SUPPLIED ENTRIES START
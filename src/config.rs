//! Worker/master process settings (spec §6 "Environment variables").
//!
//! Follows the teacher's `main.rs` startup shape: `dotenv::dotenv().ok()`
//! then required env vars pulled with `env::var`, just expanded to the full
//! set of cache/DB parameters a complete service needs.

use std::env;

/// Process-wide settings, parsed once at startup.
#[derive(Debug, Clone)]
pub struct Settings {
    /// Required for worker processes; uniquely names the worker in the
    /// registry. Absent for the master.
    pub worker_id: Option<String>,
    pub bot_token: String,
    pub redis_url: String,
    pub database_url: String,
    pub log_format: LogFormat,
}

#[derive(Debug, Clone, Copy, PartialEq, Eq)]
pub enum LogFormat {
    Text,
    Json,
}

/// An error loading [`Settings`] from the environment.
#[derive(Debug, thiserror::Error)]
pub enum ConfigError {
    #[error("missing required environment variable {0}")]
    Missing(&'static str),
}

impl Settings {
    /// Loads settings for a worker process. Requires `WORKER_ID`.
    pub fn load_worker() -> Result<Settings, ConfigError> {
        dotenv::dotenv().ok();

        Ok(Settings {
            worker_id: Some(require("WORKER_ID")?),
            bot_token: require("BOT_TOKEN")?,
            redis_url: env::var("REDIS_URL").unwrap_or_else(|_| "redis://127.0.0.1/".to_string()),
            database_url: require("DATABASE_URL")?,
            log_format: log_format(),
        })
    }

    /// Loads settings for the master process. Does not require `WORKER_ID`.
    pub fn load_master() -> Result<Settings, ConfigError> {
        dotenv::dotenv().ok();

        Ok(Settings {
            worker_id: None,
            bot_token: require("BOT_TOKEN")?,
            redis_url: env::var("REDIS_URL").unwrap_or_else(|_| "redis://127.0.0.1/".to_string()),
            database_url: require("DATABASE_URL")?,
            log_format: log_format(),
        })
    }
}

fn require(key: &'static str) -> Result<String, ConfigError> {
    env::var(key).map_err(|_| ConfigError::Missing(key))
}

fn log_format() -> LogFormat {
    match env::var("LOG_FORMAT").as_deref() {
        Ok("json") => LogFormat::Json,
        _ => LogFormat::Text,
    }
}

/// Initializes the global `tracing` subscriber according to `RUST_LOG` and
/// [`Settings::log_format`].
pub fn init_tracing(format: LogFormat) {
    let filter = tracing_subscriber::EnvFilter::try_from_default_env()
        .unwrap_or_else(|_| tracing_subscriber::EnvFilter::new("info"));

    let subscriber = tracing_subscriber::fmt().with_env_filter(filter);

    match format {
        LogFormat::Json => subscriber.json().init(),
        LogFormat::Text => subscriber.init(),
    }
}
//! Persistent store client (spec §6) and Config Loader (spec §4.9).
//!
//! The core only ever reads `guild_onboarding_config`; writes happen in the
//! admin wizard, out of core scope.

use std::collections::HashMap;

use serde::{Deserialize, Serialize};
use sqlx::postgres::PgPoolOptions;
use sqlx::PgPool;
use sqlx::Row;
use twilight_model::id::{
    marker::{ChannelMarker, GuildMarker, RoleMarker},
    Id,
};

use crate::cache::{keys, Cache};
use crate::error::{Error, Result};

/// Guild Onboarding Config (spec §3), cached per-guild with no expiry,
/// invalidated explicitly on change.
#[derive(Debug, Clone, Serialize, Deserialize)]
pub struct GuildOnboardingConfig {
    pub guild_id: Id<GuildMarker>,
    pub entry_channel_id: Id<ChannelMarker>,
    pub voice_category_id: Id<ChannelMarker>,
    pub entrance_role: Option<Id<RoleMarker>>,
    pub in_progress_role: Option<Id<RoleMarker>>,
    pub completed_role: Option<Id<RoleMarker>>,
    pub milestone_roles: HashMap<String, Id<RoleMarker>>,
    pub attribute_roles: HashMap<String, Id<RoleMarker>>,
}

/// Thin client over the persistent store.
#[derive(Clone)]
pub struct Store {
    pool: PgPool,
}

impl Store {
    pub async fn connect(database_url: &str) -> Result<Store> {
        let pool = PgPoolOptions::new()
            .max_connections(10)
            .connect(database_url)
            .await?;
        Ok(Store { pool })
    }

    async fn query_row(&self, guild_id: Id<GuildMarker>) -> Result<Option<GuildOnboardingConfig>> {
        let row = sqlx::query(
            "SELECT entry_channel_id, voice_category_id, entrance_role, in_progress_role, \
             completed_role, milestone_roles, attribute_roles \
             FROM guild_onboarding_config WHERE guild_id = $1",
        )
        .bind(guild_id.get() as i64)
        .fetch_optional(&self.pool)
        .await?;

        let Some(row) = row else { return Ok(None) };

        let milestone_roles: serde_json::Value = row.try_get("milestone_roles")?;
        let attribute_roles: serde_json::Value = row.try_get("attribute_roles")?;

        Ok(Some(GuildOnboardingConfig {
            guild_id,
            entry_channel_id: Id::new(row.try_get::<i64, _>("entry_channel_id")? as u64),
            voice_category_id: Id::new(row.try_get::<i64, _>("voice_category_id")? as u64),
            entrance_role: optional_role(row.try_get("entrance_role")?),
            in_progress_role: optional_role(row.try_get("in_progress_role")?),
            completed_role: optional_role(row.try_get("completed_role")?),
            milestone_roles: serde_json::from_value(milestone_roles).unwrap_or_default(),
            attribute_roles: serde_json::from_value(attribute_roles).unwrap_or_default(),
        }))
    }
}

fn optional_role(raw: Option<i64>) -> Option<Id<RoleMarker>> {
    raw.map(|v| Id::new(v as u64))
}

/// Config Loader (spec §4.9). Read path: cache (no expiry) -> DB on miss ->
/// populate cache.
#[derive(Clone)]
pub struct ConfigLoader {
    cache: Cache,
    store: Store,
}

impl ConfigLoader {
    pub fn new(cache: Cache, store: Store) -> ConfigLoader {
        ConfigLoader { cache, store }
    }

    /// Loads the onboarding config for a guild, or
    /// [`Error::ConfigMissing`] if no row exists.
    pub async fn load(&self, guild_id: Id<GuildMarker>) -> Result<GuildOnboardingConfig> {
        let key = keys::onboarding_config(guild_id);

        if let Some(config) = self.cache.get_json::<GuildOnboardingConfig>(&key).await.ok().flatten() {
            return Ok(config);
        }

        let config = self
            .store
            .query_row(guild_id)
            .await?
            .ok_or(Error::ConfigMissing)?;

        let _ = self.cache.set_json(&key, &config, None).await;

        Ok(config)
    }

    /// Explicitly invalidates the cached config for a guild (called by the
    /// admin wizard on change; out of core scope to trigger it, but the
    /// core must expose the operation).
    pub async fn invalidate(&self, guild_id: Id<GuildMarker>) -> Result<()> {
        self.cache.delete(&keys::onboarding_config(guild_id)).await?;
        Ok(())
    }
}
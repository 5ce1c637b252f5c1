//! RTP/UDP errors.

use std::error::Error as StdError;
use std::fmt::{self, Display, Formatter};

use xsalsa20poly1305::aead::Error as CryptoError;

/// An error type for RTP/UDP interactions.
#[derive(Debug)]
pub enum Error {
    /// Io error.
    Io(std::io::Error),
    /// Failed to encrypt a packet.
    Encrypt(CryptoError),
}

impl Display for Error {
    fn fmt(&self, f: &mut Formatter) -> fmt::Result {
        match self {
            Error::Io(error) => Display::fmt(error, f),
            Error::Encrypt(error) => Display::fmt(error, f),
        }
    }
}

impl StdError for Error {
    fn source(&self) -> Option<&(dyn StdError + 'static)> {
        match self {
            Error::Io(error) => Some(error),
            _ => None,
        }
    }
}
//! Master Dispatcher process entry point (spec §4.8): owns the entrance
//! channel's bot connection, picks a worker for each entrance press, and
//! enqueues the `onboarding_start` task. Holds no sessions itself.

use std::env;
use std::sync::Arc;

use tracing::{info, warn};
use twilight_gateway::{Event, EventTypeFlags, Shard, ShardId, StreamExt as _};
use twilight_http::Client;
use twilight_model::application::interaction::InteractionData;
use twilight_model::gateway::Intents;

use onboardbot::cache::Cache;
use onboardbot::config::Settings;
use onboardbot::db::{ConfigLoader, Store};
use onboardbot::master::{MasterDispatcher, WorkerPool, ENTRANCE_CUSTOM_ID};
use onboardbot::platform::discord::DiscordPlatform;
use onboardbot::platform::response::InteractionReply;
use onboardbot::platform::Platform;
use onboardbot::queue::Queue;
use onboardbot::registry::Registry;
use onboardbot::session::SessionStore;

#[tokio::main]
async fn main() -> anyhow::Result<()> {
    let settings = Settings::load_master()?;
    onboardbot::config::init_tracing(settings.log_format);

    let http = Arc::new(Client::new(settings.bot_token.clone()));
    let bot_user = http.current_user().await?.model().await?;
    let application = http.current_user_application().await?.model().await?;

    let cache = Cache::connect(&settings.redis_url).await?;
    let store = Store::connect(&settings.database_url).await?;
    let config_loader = ConfigLoader::new(cache.clone(), store);

    let registry = Registry::new(cache.clone());
    let queue = Queue::new(cache.clone());
    let sessions = SessionStore::new(cache.clone());

    let (gateway_tx, _gateway_rx) = tokio::sync::mpsc::unbounded_channel();
    let platform = Arc::new(DiscordPlatform::new(http.clone(), application.id, bot_user.id, gateway_tx));

    let pool = WorkerPool { worker_ids: worker_ids() };
    let dispatcher = MasterDispatcher::new(platform.clone(), sessions, registry, queue, pool);

    let intents = Intents::GUILDS | Intents::GUILD_MEMBERS;
    let mut shard = Shard::new(ShardId::ONE, settings.bot_token.clone(), intents);

    info!("master started");

    while let Some(item) = shard.next_event(EventTypeFlags::all()).await {
        let event = match item {
            Ok(event) => event,
            Err(source) => {
                warn!(?source, "error receiving gateway event");
                continue;
            }
        };

        let Event::InteractionCreate(interaction) = event else {
            continue;
        };
        let interaction = interaction.0;

        let Some(InteractionData::MessageComponent(data)) = &interaction.data else {
            continue;
        };
        if data.custom_id != ENTRANCE_CUSTOM_ID {
            continue;
        }

        let Some(guild_id) = interaction.guild_id else { continue };
        let Some(user_id) = interaction
            .member
            .as_ref()
            .and_then(|m| m.user.as_ref())
            .or(interaction.user.as_ref())
            .map(|user| user.id)
        else {
            continue;
        };

        let dispatcher = dispatcher.clone();
        let platform = platform.clone();
        let config_loader = config_loader.clone();
        tokio::spawn(async move {
            let reply = match config_loader.load(guild_id).await {
                Ok(config) => match dispatcher.start_onboarding(guild_id, user_id, &config).await {
                    Ok(()) => InteractionReply::Ephemeral("onboarding.entrance.started".to_string()),
                    Err(err) => {
                        warn!(%err, "failed to start onboarding");
                        InteractionReply::Ephemeral(
                            err.user_facing_key().unwrap_or("onboarding.error.fatal").to_string(),
                        )
                    }
                },
                Err(err) => {
                    warn!(%err, "failed to load onboarding config");
                    InteractionReply::Ephemeral("onboarding.error.not_configured".to_string())
                }
            };

            if let Err(err) = platform.respond_interaction(interaction.id, &interaction.token, reply).await {
                warn!(%err, "failed to respond to entrance interaction");
            }
        });
    }

    Ok(())
}

fn worker_ids() -> Vec<String> {
    env::var("ONBOARDING_WORKER_IDS")
        .unwrap_or_default()
        .split(',')
        .map(str::trim)
        .filter(|s| !s.is_empty())
        .map(str::to_string)
        .collect()
}
//! The error taxonomy described in spec §7.
//!
//! Interaction handlers never bubble these up to the gateway dispatch loop:
//! they either answer ephemerally, log and continue, or (for the setup-time
//! variants) tear the session down. See each call site for which policy
//! applies.

use twilight_model::id::{marker::UserMarker, Id};

/// Any error produced by the onboarding core.
#[derive(Debug, thiserror::Error)]
pub enum Error {
    /// The interaction wasn't addressed to this feature; the router should
    /// return control to whatever else might handle it.
    #[error("interaction not handled by onboarding")]
    NotHandled,

    /// The pressing user didn't match the action token's trailing user id.
    #[error("button does not belong to user {0}")]
    NotYourButton(Id<UserMarker>),

    /// No active session exists for `(guild_id, user_id)`.
    #[error("no active onboarding session")]
    SessionNotFound,

    /// The guild has no onboarding configuration on record.
    #[error("guild is not configured for onboarding")]
    ConfigMissing,

    /// The worker registry has no `available` record.
    #[error("no onboarding worker is available")]
    NoWorkerAvailable,

    /// A session already exists for `(guild_id, user_id)`.
    #[error("onboarding already in progress for this user")]
    AlreadyInProgress,

    /// The requested audio file does not exist on disk.
    #[error("audio file not found: {0}")]
    AudioNotFound(String),

    /// The voice connection isn't ready to accept frames yet.
    #[error("voice connection not ready")]
    VoiceNotReady,

    /// A write to the voice connection failed.
    #[error("audio io error: {0}")]
    AudioIo(#[source] std::io::Error),

    /// A one-shot platform HTTP/WS call failed; not retried for UI writes.
    #[error("platform request failed: {0}")]
    PlatformTransient(#[source] twilight_http::Error),

    /// Unrecoverable error; the session context is cancelled and the
    /// session is cleaned up.
    #[error("fatal session error: {0}")]
    Fatal(String),

    #[error("cache error: {0}")]
    Cache(#[from] redis::RedisError),

    #[error("database error: {0}")]
    Database(#[from] sqlx::Error),

    #[error("voice error: {0}")]
    Voice(#[from] crate::voice::Error),

    #[error("io error: {0}")]
    Io(#[from] std::io::Error),

    #[error("malformed JSON payload: {0}")]
    Json(#[from] serde_json::Error),
}

impl From<twilight_http::Error> for Error {
    fn from(err: twilight_http::Error) -> Error {
        Error::PlatformTransient(err)
    }
}

impl Error {
    /// Whether this error should be surfaced to the user via an ephemeral
    /// I18N-backed message (§7, "every user-visible error message flows
    /// through the I18N facade").
    pub fn user_facing_key(&self) -> Option<&'static str> {
        match self {
            Error::NotYourButton(_) => Some("onboarding.error.not_your_button"),
            Error::SessionNotFound => Some("onboarding.error.session_not_found"),
            Error::ConfigMissing => Some("onboarding.error.not_configured"),
            Error::NoWorkerAvailable => Some("onboarding.error.all_busy"),
            Error::AlreadyInProgress => Some("onboarding.error.already_in_progress"),
            _ => None,
        }
    }
}

pub type Result<T> = std::result::Result<T, Error>;
//! Voice errors.

use super::{source, rtp, ws};

use std::fmt::{self, Display, Formatter};
use std::error::Error as StdError;

/// Any error that can occur with voice interactions.
#[derive(Debug)]
pub enum Error {
    /// An error occured in the websocket.
    Ws(ws::Error),
    /// An error occured in the RTP socket.
    Rtp(rtp::Error),
    /// An error occured in the audio source encoding.
    Audio(source::Error),
    /// The gateway closed unexpectedly.
    GatewayClosed,
    /// An operation timed out.
    Timeout,
    /// The bot was unable to join the specified channel.
    CannotJoin,
    /// The bot was disconnected from the channel.
    Disconnected,
}

impl From<ws::Error> for Error {
    fn from(e: ws::Error) -> Error {
        Error::Ws(e)
    }
}

impl From<rtp::Error> for Error {
    fn from(e: rtp::Error) -> Error {
        Error::Rtp(e)
    }
}

impl From<source::Error> for Error {
    fn from(e: source::Error) -> Error {
        Error::Audio(e)
    }
}

impl Display for Error {
    fn fmt(&self, f: &mut Formatter) -> fmt::Result {
        match self {
            Error::Ws(err) => Display::fmt(err, f),
            Error::Rtp(err) => Display::fmt(err, f),
            Error::Audio(err) => Display::fmt(err, f),
            Error::GatewayClosed => f.write_str("gateway closed unexpected"),
            Error::Timeout => f.write_str("operation timed out"),
            Error::CannotJoin => f.write_str("unable to join Discord channel"),
            Error::Disconnected => f.write_str("bot disconnected from channel"),
        }
    }
}

impl StdError for Error {
    fn source(&self) -> Option<&(dyn StdError + 'static)> {
        match self {
            Error::Ws(err) => Some(err),
            Error::Rtp(err) => Some(err),
            Error::Audio(err) => Some(err),
            _ => None,
        }
    }
}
SUPPLIED ENTRIES END
The expected output is every line of the records in which the string "AlreadyInProgress" appears.

## THE COMPLETED TASK
    AlreadyInProgress,
            Error::AlreadyInProgress => Some("onboarding.error.already_in_progress"),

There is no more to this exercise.